AVAILABLE DATA below:

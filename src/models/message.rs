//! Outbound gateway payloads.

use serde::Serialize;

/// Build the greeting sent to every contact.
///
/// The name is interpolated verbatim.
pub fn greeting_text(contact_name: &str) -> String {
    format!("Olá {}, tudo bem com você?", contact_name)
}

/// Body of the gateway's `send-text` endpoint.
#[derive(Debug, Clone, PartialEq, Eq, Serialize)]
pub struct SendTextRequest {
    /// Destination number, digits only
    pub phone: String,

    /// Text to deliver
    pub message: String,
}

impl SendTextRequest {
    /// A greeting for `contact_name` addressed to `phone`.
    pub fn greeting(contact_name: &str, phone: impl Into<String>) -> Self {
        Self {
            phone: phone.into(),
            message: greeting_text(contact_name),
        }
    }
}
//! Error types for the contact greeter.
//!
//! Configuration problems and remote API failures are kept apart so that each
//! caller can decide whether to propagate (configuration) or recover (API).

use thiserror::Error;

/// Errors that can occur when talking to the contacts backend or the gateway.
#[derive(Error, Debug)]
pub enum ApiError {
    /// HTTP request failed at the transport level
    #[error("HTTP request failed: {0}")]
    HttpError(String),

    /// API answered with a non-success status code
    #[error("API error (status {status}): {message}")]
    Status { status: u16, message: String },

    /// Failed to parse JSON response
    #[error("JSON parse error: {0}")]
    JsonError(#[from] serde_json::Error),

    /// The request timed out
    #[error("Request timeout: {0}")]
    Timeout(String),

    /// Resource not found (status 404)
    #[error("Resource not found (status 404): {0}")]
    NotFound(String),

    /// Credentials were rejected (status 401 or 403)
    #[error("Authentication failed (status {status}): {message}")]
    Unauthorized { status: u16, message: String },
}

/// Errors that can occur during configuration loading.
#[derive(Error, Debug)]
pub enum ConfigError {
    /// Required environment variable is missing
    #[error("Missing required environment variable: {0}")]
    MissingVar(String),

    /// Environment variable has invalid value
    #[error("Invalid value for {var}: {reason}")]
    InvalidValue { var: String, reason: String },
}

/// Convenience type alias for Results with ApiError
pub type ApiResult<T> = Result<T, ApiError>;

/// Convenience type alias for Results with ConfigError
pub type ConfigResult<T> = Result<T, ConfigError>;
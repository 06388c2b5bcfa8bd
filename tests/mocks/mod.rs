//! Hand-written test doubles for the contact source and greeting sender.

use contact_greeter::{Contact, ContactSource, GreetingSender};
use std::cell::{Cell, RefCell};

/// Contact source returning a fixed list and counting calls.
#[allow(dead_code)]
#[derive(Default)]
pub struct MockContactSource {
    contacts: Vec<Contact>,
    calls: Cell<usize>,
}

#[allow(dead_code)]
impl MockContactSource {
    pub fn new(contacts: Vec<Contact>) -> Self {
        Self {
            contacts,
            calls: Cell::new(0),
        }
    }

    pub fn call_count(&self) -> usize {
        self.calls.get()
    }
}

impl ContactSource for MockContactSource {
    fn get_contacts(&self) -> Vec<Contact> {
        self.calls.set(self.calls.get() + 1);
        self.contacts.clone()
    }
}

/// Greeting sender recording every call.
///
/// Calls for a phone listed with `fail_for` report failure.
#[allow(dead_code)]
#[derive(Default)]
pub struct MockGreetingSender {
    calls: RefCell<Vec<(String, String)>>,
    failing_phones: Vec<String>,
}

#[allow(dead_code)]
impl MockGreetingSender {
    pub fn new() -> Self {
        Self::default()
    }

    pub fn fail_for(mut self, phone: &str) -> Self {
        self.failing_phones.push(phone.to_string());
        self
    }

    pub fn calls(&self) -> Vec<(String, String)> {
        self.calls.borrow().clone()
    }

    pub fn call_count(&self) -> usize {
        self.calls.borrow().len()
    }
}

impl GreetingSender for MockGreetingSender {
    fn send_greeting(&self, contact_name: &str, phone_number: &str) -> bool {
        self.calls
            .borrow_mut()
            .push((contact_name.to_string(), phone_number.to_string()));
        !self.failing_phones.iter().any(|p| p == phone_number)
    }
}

End of AVAILABLE DATA.
AVAILABLE DATA below:

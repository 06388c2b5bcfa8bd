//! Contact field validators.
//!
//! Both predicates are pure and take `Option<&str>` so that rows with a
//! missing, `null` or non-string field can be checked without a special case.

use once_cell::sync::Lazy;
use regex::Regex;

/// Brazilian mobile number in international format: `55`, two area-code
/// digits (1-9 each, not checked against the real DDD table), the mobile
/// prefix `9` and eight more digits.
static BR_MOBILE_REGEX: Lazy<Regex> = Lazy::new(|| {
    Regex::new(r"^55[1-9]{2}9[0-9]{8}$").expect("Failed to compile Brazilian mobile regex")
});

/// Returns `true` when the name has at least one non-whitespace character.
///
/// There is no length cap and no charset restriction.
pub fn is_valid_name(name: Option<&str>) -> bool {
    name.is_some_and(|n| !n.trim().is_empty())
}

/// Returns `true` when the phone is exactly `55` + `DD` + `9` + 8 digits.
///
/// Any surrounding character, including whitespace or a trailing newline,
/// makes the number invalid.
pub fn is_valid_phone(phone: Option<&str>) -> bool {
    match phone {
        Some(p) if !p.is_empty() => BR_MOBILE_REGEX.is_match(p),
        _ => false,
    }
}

End of AVAILABLE DATA.

REQUIREMENT:
Scan the records above for the word "Returns" and return every line where it occurs.

RESULT FOR THIS TASK:
/// Returns `true` when the name has at least one non-whitespace character.
/// Returns `true` when the phone is exactly `55` + `DD` + `9` + 8 digits.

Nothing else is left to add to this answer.